//! inference-loop: real-time frame classification
//!
//! [`InferenceLoop`] owns the camera, the model slot and the result sink and
//! drives them from a single cooperative task: wait for the first frame, then
//! capture, preprocess, predict and publish one frame at a time.

mod error;
pub use error::{CycleError, LoopError};

mod config;
pub use config::{LoopConfig, NotReadyPolicy};

mod state;
pub use state::{LoopState, LoopStats};

pub mod sink;
pub use sink::{ConsoleSink, LatestLabel, RecordingSink, ResultSink};

mod controller;
pub use controller::{Command, InferenceLoop, LoopHandle};
use anyhow::{bail, Context};
use camera_source::{FacingMode, ReacquirePolicy};
use clap::ValueEnum;
use inference_loop::LoopConfig;
use serde::{Deserialize, Serialize};
use std::fs;
use std::path::{Path, PathBuf};

#[derive(Copy, Clone, Debug, Default, Eq, PartialEq, ValueEnum, Serialize, Deserialize)]
#[serde(rename_all = "kebab-case")]
pub enum CameraKind {
    #[default]
    Mock,
    ImageDir,
}

#[derive(Clone, Debug, PartialEq, Serialize, Deserialize)]
#[serde(default)]
pub struct CameraConfig {
    pub kind: CameraKind,
    /// Root holding `front/` and `rear/` image folders (image-dir only).
    pub dir: Option<PathBuf>,
    pub mock_width: u32,
    pub mock_height: u32,
    pub reacquire: ReacquirePolicy,
}

impl Default for CameraConfig {
    fn default() -> Self {
        Self {
            kind: CameraKind::Mock,
            dir: None,
            mock_width: 640,
            mock_height: 480,
            reacquire: ReacquirePolicy::ReleaseFirst,
        }
    }
}

#[derive(Clone, Debug, PartialEq, Serialize, Deserialize)]
#[serde(default)]
pub struct AppConfig {
    pub model_dir: PathBuf,
    pub facing: FacingMode,
    pub camera: CameraConfig,
    pub inference: LoopConfig,
}

impl Default for AppConfig {
    fn default() -> Self {
        Self {
            model_dir: PathBuf::from("flowers_model"),
            facing: FacingMode::Front,
            camera: CameraConfig::default(),
            inference: LoopConfig::default(),
        }
    }
}

impl AppConfig {
    pub fn validate(&self) -> anyhow::Result<()> {
        if self.camera.kind == CameraKind::ImageDir && self.camera.dir.is_none() {
            bail!("camera kind image-dir requires `camera.dir` (or --camera-dir)");
        }
        if self.camera.kind == CameraKind::Mock
            && (self.camera.mock_width == 0 || self.camera.mock_height == 0)
        {
            bail!("mock camera resolution must be non-zero");
        }
        Ok(())
    }
}

pub fn load_config_file(path: impl AsRef<Path>) -> anyhow::Result<AppConfig> {
    let path = path.as_ref();
    let raw =
        fs::read_to_string(path).with_context(|| format!("reading config: {}", path.display()))?;
    let cfg: AppConfig =
        serde_yaml::from_str(&raw).with_context(|| format!("parsing yaml: {}", path.display()))?;
    Ok(cfg)
}

#[cfg(test)]
mod tests {
    use super::*;
    use inference_loop::NotReadyPolicy;

    #[test]
    fn empty_file_gives_defaults() {
        let tmp = tempfile::tempdir().unwrap();
        let path = tmp.path().join("cfg.yaml");
        fs::write(&path, "{}\n").unwrap();
        let cfg = load_config_file(&path).unwrap();
        assert_eq!(cfg, AppConfig::default());
        assert!(cfg.validate().is_ok());
    }

    #[test]
    fn nested_sections_parse() {
        let tmp = tempfile::tempdir().unwrap();
        let path = tmp.path().join("cfg.yaml");
        fs::write(
            &path,
            "model_dir: models/flowers\n\
             facing: rear\n\
             camera:\n  kind: image-dir\n  dir: samples\n  reacquire: restore-previous\n\
             inference:\n  not_ready: poll\n  inference_timeout_ms: 250\n",
        )
        .unwrap();
        let cfg = load_config_file(&path).unwrap();
        assert_eq!(cfg.model_dir, PathBuf::from("models/flowers"));
        assert_eq!(cfg.facing, FacingMode::Rear);
        assert_eq!(cfg.camera.kind, CameraKind::ImageDir);
        assert_eq!(cfg.camera.reacquire, ReacquirePolicy::RestorePrevious);
        assert_eq!(cfg.inference.not_ready, NotReadyPolicy::Poll);
        assert_eq!(cfg.inference.frame_interval_ms, 16);
        assert!(cfg.validate().is_ok());
    }

    #[test]
    fn image_dir_without_dir_is_invalid() {
        let cfg = AppConfig {
            camera: CameraConfig {
                kind: CameraKind::ImageDir,
                ..CameraConfig::default()
            },
            ..AppConfig::default()
        };
        assert!(cfg.validate().is_err());
    }

    #[test]
    fn missing_file_reports_path() {
        let err = load_config_file("does/not/exist.yaml").unwrap_err();
        assert!(format!("{err:#}").contains("does/not/exist.yaml"));
    }
}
--
*What to work on*: Repeat every record, keeping each word and mark exactly as it is.

*Your solution*:
//! inference-loop: real-time frame classification
//!
//! [`InferenceLoop`] owns the camera, the model slot and the result sink and
//! drives them from a single cooperative task: wait for the first frame, then
//! capture, preprocess, predict and publish one frame at a time.

mod error;
pub use error::{CycleError, LoopError};

mod config;
pub use config::{LoopConfig, NotReadyPolicy};

mod state;
pub use state::{LoopState, LoopStats};

pub mod sink;
pub use sink::{ConsoleSink, LatestLabel, RecordingSink, ResultSink};

mod controller;
pub use controller::{Command, InferenceLoop, LoopHandle};
use anyhow::{bail, Context};
use camera_source::{FacingMode, ReacquirePolicy};
use clap::ValueEnum;
use inference_loop::LoopConfig;
use serde::{Deserialize, Serialize};
use std::fs;
use std::path::{Path, PathBuf};

#[derive(Copy, Clone, Debug, Default, Eq, PartialEq, ValueEnum, Serialize, Deserialize)]
#[serde(rename_all = "kebab-case")]
pub enum CameraKind {
    #[default]
    Mock,
    ImageDir,
}

#[derive(Clone, Debug, PartialEq, Serialize, Deserialize)]
#[serde(default)]
pub struct CameraConfig {
    pub kind: CameraKind,
    /// Root holding `front/` and `rear/` image folders (image-dir only).
    pub dir: Option<PathBuf>,
    pub mock_width: u32,
    pub mock_height: u32,
    pub reacquire: ReacquirePolicy,
}

impl Default for CameraConfig {
    fn default() -> Self {
        Self {
            kind: CameraKind::Mock,
            dir: None,
            mock_width: 640,
            mock_height: 480,
            reacquire: ReacquirePolicy::ReleaseFirst,
        }
    }
}

#[derive(Clone, Debug, PartialEq, Serialize, Deserialize)]
#[serde(default)]
pub struct AppConfig {
    pub model_dir: PathBuf,
    pub facing: FacingMode,
    pub camera: CameraConfig,
    pub inference: LoopConfig,
}

impl Default for AppConfig {
    fn default() -> Self {
        Self {
            model_dir: PathBuf::from("flowers_model"),
            facing: FacingMode::Front,
            camera: CameraConfig::default(),
            inference: LoopConfig::default(),
        }
    }
}

impl AppConfig {
    pub fn validate(&self) -> anyhow::Result<()> {
        if self.camera.kind == CameraKind::ImageDir && self.camera.dir.is_none() {
            bail!("camera kind image-dir requires `camera.dir` (or --camera-dir)");
        }
        if self.camera.kind == CameraKind::Mock
            && (self.camera.mock_width == 0 || self.camera.mock_height == 0)
        {
            bail!("mock camera resolution must be non-zero");
        }
        Ok(())
    }
}

pub fn load_config_file(path: impl AsRef<Path>) -> anyhow::Result<AppConfig> {
    let path = path.as_ref();
    let raw =
        fs::read_to_string(path).with_context(|| format!("reading config: {}", path.display()))?;
    let cfg: AppConfig =
        serde_yaml::from_str(&raw).with_context(|| format!("parsing yaml: {}", path.display()))?;
    Ok(cfg)
}

#[cfg(test)]
mod tests {
    use super::*;
    use inference_loop::NotReadyPolicy;

    #[test]
    fn empty_file_gives_defaults() {
        let tmp = tempfile::tempdir().unwrap();
        let path = tmp.path().join("cfg.yaml");
        fs::write(&path, "{}\n").unwrap();
        let cfg = load_config_file(&path).unwrap();
        assert_eq!(cfg, AppConfig::default());
        assert!(cfg.validate().is_ok());
    }

    #[test]
    fn nested_sections_parse() {
        let tmp = tempfile::tempdir().unwrap();
        let path = tmp.path().join("cfg.yaml");
        fs::write(
            &path,
            "model_dir: models/flowers\n\
             facing: rear\n\
             camera:\n  kind: image-dir\n  dir: samples\n  reacquire: restore-previous\n\
             inference:\n  not_ready: poll\n  inference_timeout_ms: 250\n",
        )
        .unwrap();
        let cfg = load_config_file(&path).unwrap();
        assert_eq!(cfg.model_dir, PathBuf::from("models/flowers"));
        assert_eq!(cfg.facing, FacingMode::Rear);
        assert_eq!(cfg.camera.kind, CameraKind::ImageDir);
        assert_eq!(cfg.camera.reacquire, ReacquirePolicy::RestorePrevious);
        assert_eq!(cfg.inference.not_ready, NotReadyPolicy::Poll);
        assert_eq!(cfg.inference.frame_interval_ms, 16);
        assert!(cfg.validate().is_ok());
    }

    #[test]
    fn image_dir_without_dir_is_invalid() {
        let cfg = AppConfig {
            camera: CameraConfig {
                kind: CameraKind::ImageDir,
                ..CameraConfig::default()
            },
            ..AppConfig::default()
        };
        assert!(cfg.validate().is_err());
    }

    #[test]
    fn missing_file_reports_path() {
        let err = load_config_file("does/not/exist.yaml").unwrap_err();
        assert!(format!("{err:#}").contains("does/not/exist.yaml"));
    }
}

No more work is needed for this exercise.